For Our Good and His Glory

We all suffer at times. We all go through hardship, experience pain and grief, carry the weight of how people have hurt us in the past. No one is exempt from this in a sinful world. Yet, as Romans 8 teaches, God not only looks out for us and teaches us, but "we know that in all things God works all things out for the good of those who love Him, who have been called according to his purpose" (verse 28).

 

That's hard to believe sometimes. In all things? Even in the pain and heartache of broken relationships and being sinned against? Even in our sins? Even in abuse?

 

It's true. In all things, ALL things, God works it all out for good. How? I'm still not always sure how, but I've seen some clear examples, and He's so good! We will have trouble in this world, but God will bless us for our faith in Him when we endure. At times, that may just mean heavenly blessings, but I've seen a lot of earthly blessings poured out as well. Credit where credit is due, that's all God.

 

Sometimes it's a friend to lean on when you're going through a difficult time. It could just be a shoulder to cry on, or maybe it's someone you hadn't heard from in a while checking on you to see how things are going and how they can be praying for you. I've received both, and they're huge blessings during hard times. Even more so, when groups of people know what you're going through and are praying for you? You can move mountains with that kind of support. I've pretty recently been on the receiving end of a LOT of prayer, and I've had peace that makes no sense when I should be a broken-down disaster (by the world's standards, of course), strength to do what's right and necessary, and hope for a future I never thought I'd see while still facing an insurmountable (that is, by my own strength) heap of unknowns and an insane amount of pain to heal from, but God's already started that work in me.

 

Other times, it's financial help you weren't expecting.
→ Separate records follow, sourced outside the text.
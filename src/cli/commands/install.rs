//! Install command implementation.

use crate::cli::args::InstallArgs;
use crate::config::{build_configuration, Extra, InstallOverride, Overrides, ProgramDefaults};
use crate::error::Result;
use crate::tools::Toolkit;
use crate::ui::UserInterface;

use super::dispatcher::{Command, CommandResult};

/// The install command implementation.
///
/// Resolving the config with an install check makes the engine install
/// missing dependencies; the resolved config itself is discarded.
pub struct InstallCommand<'a> {
    defaults: &'a ProgramDefaults,
    toolkit: &'a Toolkit,
    args: InstallArgs,
}

impl<'a> InstallCommand<'a> {
    pub fn new(defaults: &'a ProgramDefaults, toolkit: &'a Toolkit, args: InstallArgs) -> Self {
        Self {
            defaults,
            toolkit,
            args,
        }
    }

    /// Overrides requesting the install check.
    pub fn overrides(&self) -> Overrides {
        Overrides {
            install: Some(InstallOverride {
                check: true,
                npm: self.args.mode.as_str().to_string(),
            }),
            ..Default::default()
        }
    }
}

impl Command for InstallCommand<'_> {
    fn execute(&self, ui: &mut dyn UserInterface) -> Result<CommandResult> {
        let config = build_configuration(self.defaults, &self.overrides(), Extra::default());
        self.toolkit.engine.get_config(&config)?;
        ui.success("Dependencies installed");
        Ok(CommandResult::success())
    }
}
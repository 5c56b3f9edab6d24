//! Program-wide defaults.
//!
//! [`ProgramDefaults`] is the immutable snapshot every command builds its
//! configuration from: the base directory, the global CLI flags and the
//! project record loaded from disk.

use serde_json::{Map, Value};
use std::path::{Path, PathBuf};

use crate::error::Result;

use super::loader::load_project_config;

/// Global bundler switches taken from the command line.
#[derive(Debug, Clone, Copy, Default, PartialEq, Eq)]
pub struct BundleFlags {
    /// Emit a bundle size report.
    pub size: bool,
    /// Rebuild on file changes.
    pub watch: bool,
    /// Hash output file names.
    pub hash: bool,
    /// Minify output.
    pub compress: bool,
}

/// Immutable program defaults for one process.
#[derive(Debug, Clone)]
pub struct ProgramDefaults {
    base_dir: PathBuf,
    kind: Option<String>,
    framework: Option<String>,
    port: Option<u16>,
    flags: BundleFlags,
    project: Value,
}

impl ProgramDefaults {
    /// Defaults rooted at `base_dir` with no flags and an empty project record.
    pub fn new(base_dir: impl Into<PathBuf>) -> Self {
        Self {
            base_dir: base_dir.into(),
            kind: None,
            framework: None,
            port: None,
            flags: BundleFlags::default(),
            project: Value::Object(Map::new()),
        }
    }

    /// Load the project record from `base_dir` (or the explicit config file).
    pub fn load(base_dir: impl Into<PathBuf>, config_file: Option<&Path>) -> Result<Self> {
        let base_dir = base_dir.into();
        let project = load_project_config(&base_dir, config_file)?;
        Ok(Self::new(base_dir).with_project(project))
    }

    /// Replace the project record.
    pub fn with_project(mut self, project: Value) -> Self {
        self.project = project;
        self
    }

    /// Set the `--type` flag.
    pub fn with_kind(mut self, kind: Option<String>) -> Self {
        self.kind = kind;
        self
    }

    /// Set the `--framework` flag.
    pub fn with_framework(mut self, framework: Option<String>) -> Self {
        self.framework = framework;
        self
    }

    /// Set the `--port` flag.
    pub fn with_port(mut self, port: Option<u16>) -> Self {
        self.port = port;
        self
    }

    /// Set the bundler switches.
    pub fn with_flags(mut self, flags: BundleFlags) -> Self {
        self.flags = flags;
        self
    }

    /// Project base directory.
    pub fn base_dir(&self) -> &Path {
        &self.base_dir
    }

    /// The `--type` flag, if given.
    pub fn kind(&self) -> Option<&str> {
        self.kind.as_deref()
    }

    /// The `--port` flag, if given.
    pub fn port(&self) -> Option<u16> {
        self.port
    }

    /// Bundler switches.
    pub fn flags(&self) -> BundleFlags {
        self.flags
    }

    /// The project record as loaded from disk.
    pub fn project(&self) -> &Value {
        &self.project
    }

    /// Record holding the global flags that map onto configuration keys.
    pub fn program_overlay(&self) -> Value {
        let mut overlay = Map::new();
        if let Some(kind) = &self.kind {
            overlay.insert("type".to_string(), Value::String(kind.clone()));
        }
        if let Some(framework) = &self.framework {
            overlay.insert("framework".to_string(), Value::String(framework.clone()));
        }
        if let Some(port) = self.port {
            overlay.insert("port".to_string(), Value::from(port));
        }
        Value::Object(overlay)
    }
}
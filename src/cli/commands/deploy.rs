//! Deploy command implementation.

use crate::error::Result;
use crate::ui::UserInterface;

use super::dispatcher::{Command, CommandResult};

/// Placeholder deploy: reports progress and returns.
#[derive(Debug, Default)]
pub struct DeployCommand;

impl DeployCommand {
    pub fn new() -> Self {
        Self
    }
}

impl Command for DeployCommand {
    fn execute(&self, ui: &mut dyn UserInterface) -> Result<CommandResult> {
        ui.message("doing.....");
        Ok(CommandResult::success())
    }
}
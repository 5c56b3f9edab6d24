//! Command dispatching.
//!
//! This module provides the core command infrastructure:
//! - [`Command`] trait for implementing commands
//! - [`CommandResult`] for uniform result reporting
//! - [`CommandDispatcher`] for routing CLI subcommands

use crate::cli::args::{Cli, Commands};
use crate::config::ProgramDefaults;
use crate::error::Result;
use crate::tools::Toolkit;
use crate::ui::UserInterface;

/// Trait for command implementations.
///
/// Each CLI subcommand implements this trait to provide its execution logic.
pub trait Command {
    /// Execute the command.
    ///
    /// # Arguments
    ///
    /// * `ui` - User interface for displaying output and prompts
    ///
    /// # Returns
    ///
    /// A [`CommandResult`] indicating success/failure, exit code and what
    /// the caller should do next.
    fn execute(&self, ui: &mut dyn UserInterface) -> Result<CommandResult>;
}

/// What the process should do after a command returns.
#[derive(Debug, Clone, PartialEq, Eq)]
pub enum Outcome {
    /// Normal completion.
    Completed,
    /// The command exists but does nothing yet.
    Unimplemented(String),
    /// Exit right away.
    Terminate,
}

/// Result of command execution.
#[derive(Debug)]
pub struct CommandResult {
    /// Whether the command succeeded.
    pub success: bool,

    /// Exit code to use (0 for success, non-zero for failure).
    pub exit_code: i32,

    /// Follow-up requested by the command.
    pub outcome: Outcome,
}

impl CommandResult {
    /// Create a successful result.
    pub fn success() -> Self {
        Self {
            success: true,
            exit_code: 0,
            outcome: Outcome::Completed,
        }
    }

    /// Create a failure result.
    pub fn failure(exit_code: i32) -> Self {
        Self {
            success: false,
            exit_code,
            outcome: Outcome::Completed,
        }
    }

    /// Successful no-op for a command that is not implemented.
    pub fn unimplemented(name: &str) -> Self {
        Self {
            outcome: Outcome::Unimplemented(name.to_string()),
            ..Self::success()
        }
    }

    /// Success that ends the process immediately.
    pub fn terminate() -> Self {
        Self {
            outcome: Outcome::Terminate,
            ..Self::success()
        }
    }
}

/// Dispatches CLI commands to their implementations.
///
/// Holds the program defaults snapshot and the collaborators; every
/// command reads the former and calls exactly one entry point of the latter.
pub struct CommandDispatcher {
    defaults: ProgramDefaults,
    toolkit: Toolkit,
}

impl CommandDispatcher {
    /// Create a new dispatcher.
    pub fn new(defaults: ProgramDefaults, toolkit: Toolkit) -> Self {
        Self { defaults, toolkit }
    }

    /// The program defaults snapshot.
    pub fn defaults(&self) -> &ProgramDefaults {
        &self.defaults
    }

    /// Dispatch and execute a command.
    ///
    /// Routes the CLI subcommand to the appropriate command implementation
    /// and executes it.
    pub fn dispatch(&self, cli: &Cli, ui: &mut dyn UserInterface) -> Result<CommandResult> {
        self.dispatch_command(&cli.command, ui)
    }

    /// Dispatch a subcommand without the surrounding [`Cli`].
    pub fn dispatch_command(
        &self,
        command: &Commands,
        ui: &mut dyn UserInterface,
    ) -> Result<CommandResult> {
        let defaults = &self.defaults;
        let toolkit = &self.toolkit;
        tracing::debug!(?command, base_dir = %defaults.base_dir().display(), "dispatching");

        match command {
            Commands::Init(args) => {
                super::init::InitCommand::new(defaults, toolkit, args.clone()).execute(ui)
            }
            Commands::Install(args) => {
                super::install::InstallCommand::new(defaults, toolkit, args.clone()).execute(ui)
            }
            Commands::Dev => super::dev::DevCommand::new(defaults, toolkit).execute(ui),
            Commands::Build(args) => {
                super::build::BuildCommand::new(defaults, toolkit, args.clone()).execute(ui)
            }
            Commands::Dll(args) => {
                super::dll::DllCommand::new(defaults, toolkit, args.clone()).execute(ui)
            }
            Commands::Print(args) => {
                super::print::PrintCommand::new(defaults, toolkit, args.clone()).execute(ui)
            }
            Commands::Server(args) => {
                super::server::ServerCommand::new(defaults, toolkit, args.clone()).execute(ui)
            }
            Commands::Zip(args) => super::archive::ArchiveCommand::new(
                defaults,
                toolkit,
                super::archive::ArchiveFormat::Zip,
                args.clone(),
            )
            .execute(ui),
            Commands::Tar(args) => super::archive::ArchiveCommand::new(
                defaults,
                toolkit,
                super::archive::ArchiveFormat::Tar,
                args.clone(),
            )
            .execute(ui),
            Commands::Deploy => super::deploy::DeployCommand::new().execute(ui),
            Commands::Upgrade(args) => {
                super::upgrade::UpgradeCommand::new(defaults, toolkit, args.clone()).execute(ui)
            }
            Commands::Clean(args) => {
                super::clean::CleanCommand::new(defaults, toolkit, args.clone()).execute(ui)
            }
            Commands::Kill(args) => {
                super::kill::KillCommand::new(toolkit, args.clone()).execute(ui)
            }
            Commands::Open(args) => {
                super::open::OpenCommand::new(defaults, toolkit, args.clone()).execute(ui)
            }
            Commands::Debug => super::unimplemented::UnimplementedCommand::new("debug").execute(ui),
            Commands::Test => super::unimplemented::UnimplementedCommand::new("test").execute(ui),
            Commands::Cov => super::unimplemented::UnimplementedCommand::new("cov").execute(ui),
            Commands::Add => super::unimplemented::UnimplementedCommand::new("add").execute(ui),
            Commands::Completions(args) => {
                super::completions::CompletionsCommand::new(args.clone()).execute(ui)
            }
        }
    }
}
I've had money show up that I have no idea where it came from. Bills have been paid when there wasn't enough in the account, and we never over-drafted. Help paying for a vehicle showed up in an unexpected way. A church support fund provided for some necessary work on our house. God is a provider, and He has the capacity to provide no matter the circumstances. I've seen that first hand. How He provides won't always look the same, as God likes to mix it up sometimes to keep us on our toes, but He's faithful to give what we need. Shoot, years ago someone at church (to this day I have no idea who) saw that my family needed a new vehicle and they bought us a van! Who does that? God does, by working through people and situations you never would've seen coming.

 

Even more so, God can heal in mighty ways. I mentioned before He's currently working in me, healing me from both long ago and pretty recent pain-filled, heart-breaking, toxic situations that were not safe to remain in. Time and again, God has pulled me out of a sinful, dark relationship that has torn me down and built up unrepentant sin (or even seemingly repentant sin that's proven to be full of false promises, beaten-up boundaries, and lack of true action). The only way I've survived some of these disasters is by clinging as tightly to Jesus as I can, even when all I can pray is, "Jesus". There's power in His name, and the Spirit of God knows what I need and prays the rest on my behalf (Romans 8 assures this truth), because I don't have the words. Maybe God's healing is strengthening you for the next relationship that will cause you to feel this kind of pain and pull you through the ringer, or maybe it'll help you not to enter into such an unhealthy, unsafe place moving forward. Maybe it's really just so you can help someone else out of their own dungeon. I'm not yet sure how God's using my situation, but I can see how He allowed me to go through some pretty terrible messes so I'd be prepared for this point. I wouldn't have been able to survive if God hadn't prepped me beforehand, and I certainly wouldn't have reached a point where I knew I had to get out of an unsafe place. I might've lived my whole life and eventually died in that situation, if it wasn't for God's grace and preparation. He is so good! He knows what we're going to do before we ever do it, so He knows what we need to face the situations we're inevitably going to walk through. Just because you and I don't see how things could possibly work out now, or how God could ever have a plan for your pain and hardship, know that it's all part of a bigger picture that you can't see yet, but He'll show you in time, and then everything will fall into place and make sense.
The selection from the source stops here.